// This Source Code Form is subject to the terms of the Mozilla Public
// License, v. 2.0. If a copy of the MPL was not distributed with this
// file, You can obtain one at https://mozilla.org/MPL/2.0/.
//
// Copyright (c) 2025 Pegasus Heavy Industries, LLC

//! Declaration hoisting.
//!
//! `var` declarations and function declarations anywhere in a function body
//! (outside nested functions) bind in the function's scope before any
//! statement runs:
//!
//! ```text
//! // Input:
//! print(x);        // undefined, not an error
//! var x = 5;
//!
//! // Effectively:
//! var x;           // hoisted declaration
//! print(x);
//! x = 5;           // assignment stays in place
//! ```

use crate::ast::*;
use crate::compiler::error::CompileError;

/// Declarations found in one function or program body.
#[derive(Debug, Default)]
pub struct Hoisted<'ast> {
    /// `var` names in first-seen order, without duplicates
    pub vars: Vec<&'ast str>,
    /// Function declarations in source order
    pub functions: Vec<(&'ast str, &'ast Function)>,
}

impl<'ast> Hoisted<'ast> {
    fn add_var(&mut self, name: &'ast str) {
        if !self.vars.contains(&name) {
            self.vars.push(name);
        }
    }

    fn add_declaration(&mut self, declaration: &'ast VariableDeclaration) {
        for declarator in &declaration.declarations {
            self.add_var(&declarator.id.name);
        }
    }
}

/// Statement visitor that collects hoisted declarations without emitting
/// anything. It does not descend into nested functions.
pub struct HoistCollector {
    unit: String,
}

impl HoistCollector {
    pub fn new(unit: &str) -> Self {
        Self {
            unit: unit.to_string(),
        }
    }

    fn statements<'ast>(
        &mut self,
        cx: &mut Hoisted<'ast>,
        body: &'ast [Statement],
        strict: bool,
    ) -> Result<(), CompileError> {
        for statement in body {
            statement.accept(self, cx, strict)?;
        }
        Ok(())
    }
}

impl<'ast> StatementVisitor<'ast> for HoistCollector {
    type Context = Hoisted<'ast>;
    type Error = CompileError;

    fn visit_block(
        &mut self,
        cx: &mut Hoisted<'ast>,
        node: &'ast BlockStatement,
        strict: bool,
    ) -> Result<(), CompileError> {
        self.statements(cx, &node.body, strict)
    }

    fn visit_variable_declaration(
        &mut self,
        cx: &mut Hoisted<'ast>,
        node: &'ast VariableDeclaration,
        _strict: bool,
    ) -> Result<(), CompileError> {
        cx.add_declaration(node);
        Ok(())
    }

    fn visit_function_declaration(
        &mut self,
        cx: &mut Hoisted<'ast>,
        node: &'ast Function,
        _strict: bool,
    ) -> Result<(), CompileError> {
        let Some(id) = &node.id else {
            return Err(CompileError::unsupported(
                "function declaration without a name",
                &self.unit,
            ));
        };
        cx.functions.push((&id.name, node));
        Ok(())
    }

    fn visit_expression_statement(
        &mut self,
        _cx: &mut Hoisted<'ast>,
        _node: &'ast ExpressionStatement,
        _strict: bool,
    ) -> Result<(), CompileError> {
        Ok(())
    }

    fn visit_if(
        &mut self,
        cx: &mut Hoisted<'ast>,
        node: &'ast IfStatement,
        strict: bool,
    ) -> Result<(), CompileError> {
        node.consequent.accept(self, cx, strict)?;
        if let Some(alternate) = &node.alternate {
            alternate.accept(self, cx, strict)?;
        }
        Ok(())
    }

    fn visit_while(
        &mut self,
        cx: &mut Hoisted<'ast>,
        node: &'ast WhileStatement,
        strict: bool,
    ) -> Result<(), CompileError> {
        node.body.accept(self, cx, strict)
    }

    fn visit_do_while(
        &mut self,
        cx: &mut Hoisted<'ast>,
        node: &'ast DoWhileStatement,
        strict: bool,
    ) -> Result<(), CompileError> {
        node.body.accept(self, cx, strict)
    }

    fn visit_for(
        &mut self,
        cx: &mut Hoisted<'ast>,
        node: &'ast ForStatement,
        strict: bool,
    ) -> Result<(), CompileError> {
        if let Some(ForInit::Declaration(declaration)) = &node.init {
            cx.add_declaration(declaration);
        }
        node.body.accept(self, cx, strict)
    }

    fn visit_for_in(
        &mut self,
        cx: &mut Hoisted<'ast>,
        node: &'ast ForInStatement,
        strict: bool,
    ) -> Result<(), CompileError> {
        if let ForInLeft::Declaration(declaration) = &node.left {
            cx.add_declaration(declaration);
        }
        node.body.accept(self, cx, strict)
    }

    fn visit_switch(
        &mut self,
        cx: &mut Hoisted<'ast>,
        node: &'ast SwitchStatement,
        strict: bool,
    ) -> Result<(), CompileError> {
        for case in &node.cases {
            case.accept(self, cx, strict)?;
        }
        Ok(())
    }

    fn visit_case_clause(
        &mut self,
        cx: &mut Hoisted<'ast>,
        node: &'ast SwitchCase,
        strict: bool,
    ) -> Result<(), CompileError> {
        self.statements(cx, &node.consequent, strict)
    }

    fn visit_default_clause(
        &mut self,
        cx: &mut Hoisted<'ast>,
        node: &'ast SwitchCase,
        strict: bool,
    ) -> Result<(), CompileError> {
        self.statements(cx, &node.consequent, strict)
    }

    fn visit_try(
        &mut self,
        cx: &mut Hoisted<'ast>,
        node: &'ast TryStatement,
        strict: bool,
    ) -> Result<(), CompileError> {
        self.statements(cx, &node.block.body, strict)?;
        if let Some(handler) = &node.handler {
            handler.accept(self, cx, strict)?;
        }
        if let Some(finalizer) = &node.finalizer {
            self.statements(cx, &finalizer.body, strict)?;
        }
        Ok(())
    }

    fn visit_catch_clause(
        &mut self,
        cx: &mut Hoisted<'ast>,
        node: &'ast CatchClause,
        strict: bool,
    ) -> Result<(), CompileError> {
        self.statements(cx, &node.body.body, strict)
    }

    fn visit_throw(
        &mut self,
        _cx: &mut Hoisted<'ast>,
        _node: &'ast ThrowStatement,
        _strict: bool,
    ) -> Result<(), CompileError> {
        Ok(())
    }

    fn visit_return(
        &mut self,
        _cx: &mut Hoisted<'ast>,
        _node: &'ast ReturnStatement,
        _strict: bool,
    ) -> Result<(), CompileError> {
        Ok(())
    }

    fn visit_break(
        &mut self,
        _cx: &mut Hoisted<'ast>,
        _node: &'ast BreakStatement,
        _strict: bool,
    ) -> Result<(), CompileError> {
        Ok(())
    }

    fn visit_continue(
        &mut self,
        _cx: &mut Hoisted<'ast>,
        _node: &'ast ContinueStatement,
        _strict: bool,
    ) -> Result<(), CompileError> {
        Ok(())
    }

    fn visit_labeled(
        &mut self,
        cx: &mut Hoisted<'ast>,
        node: &'ast LabeledStatement,
        strict: bool,
    ) -> Result<(), CompileError> {
        node.body.accept(self, cx, strict)
    }

    fn visit_print(
        &mut self,
        _cx: &mut Hoisted<'ast>,
        _node: &'ast PrintStatement,
        _strict: bool,
    ) -> Result<(), CompileError> {
        Ok(())
    }

    fn visit_with(
        &mut self,
        cx: &mut Hoisted<'ast>,
        node: &'ast WithStatement,
        strict: bool,
    ) -> Result<(), CompileError> {
        node.body.accept(self, cx, strict)
    }

    fn visit_empty(&mut self, _cx: &mut Hoisted<'ast>, _strict: bool) -> Result<(), CompileError> {
        Ok(())
    }
}

#[cfg(test)]
mod tests {
    use super::*;

    fn var(name: &str) -> Statement {
        Statement::VariableDeclaration(VariableDeclaration {
            declarations: vec![VariableDeclarator {
                id: Identifier::new(name),
                init: None,
            }],
        })
    }

    fn function(name: &str) -> Statement {
        Statement::FunctionDeclaration(Function {
            id: Some(Identifier::new(name)),
            params: vec![],
            body: BlockStatement {
                body: vec![var("inner")],
            },
            strict: false,
        })
    }

    fn collect(body: &[Statement]) -> (Vec<String>, Vec<String>) {
        let mut hoisted = Hoisted::default();
        let mut collector = HoistCollector::new("Program_0");
        for statement in body {
            statement.accept(&mut collector, &mut hoisted, false).unwrap();
        }
        (
            hoisted.vars.iter().map(|s| s.to_string()).collect(),
            hoisted.functions.iter().map(|(n, _)| n.to_string()).collect(),
        )
    }

    #[test]
    fn test_collects_nested_vars_once() {
        let body = vec![
            var("a"),
            Statement::If(IfStatement {
                test: Expression::boolean(true),
                consequent: Box::new(Statement::Block(BlockStatement {
                    body: vec![var("b"), var("a")],
                })),
                alternate: None,
            }),
            Statement::While(WhileStatement {
                test: Expression::boolean(false),
                body: Box::new(var("c")),
            }),
        ];
        let (vars, functions) = collect(&body);
        assert_eq!(vars, vec!["a", "b", "c"]);
        assert!(functions.is_empty());
    }

    #[test]
    fn test_does_not_descend_into_functions() {
        let body = vec![function("f"), var("x")];
        let (vars, functions) = collect(&body);
        assert_eq!(vars, vec!["x"]);
        assert_eq!(functions, vec!["f"]);
    }

    #[test]
    fn test_for_and_catch_declarations() {
        let body = vec![
            Statement::For(ForStatement {
                init: Some(ForInit::Declaration(VariableDeclaration {
                    declarations: vec![VariableDeclarator {
                        id: Identifier::new("i"),
                        init: Some(Expression::number(0.0)),
                    }],
                })),
                test: None,
                update: None,
                body: Box::new(Statement::Empty),
            }),
            Statement::Try(TryStatement {
                block: BlockStatement::default(),
                handler: Some(CatchClause {
                    param: Identifier::new("e"),
                    body: BlockStatement {
                        body: vec![var("caught")],
                    },
                }),
                finalizer: None,
            }),
        ];
        let (vars, _) = collect(&body);
        assert_eq!(vars, vec!["i", "caught"]);
    }

    #[test]
    fn test_anonymous_declaration_is_rejected() {
        let body = vec![Statement::FunctionDeclaration(Function {
            id: None,
            params: vec![],
            body: BlockStatement::default(),
            strict: false,
        })];
        let mut hoisted = Hoisted::default();
        let mut collector = HoistCollector::new("Program_0");
        let err = body[0].accept(&mut collector, &mut hoisted, false).unwrap_err();
        assert!(matches!(err, CompileError::UnsupportedConstruct { .. }));
    }
}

*****

▸ Task to carry out:
Tell how many lines of the data above hold the string "statements". Give only the number.

▸ Result below:
7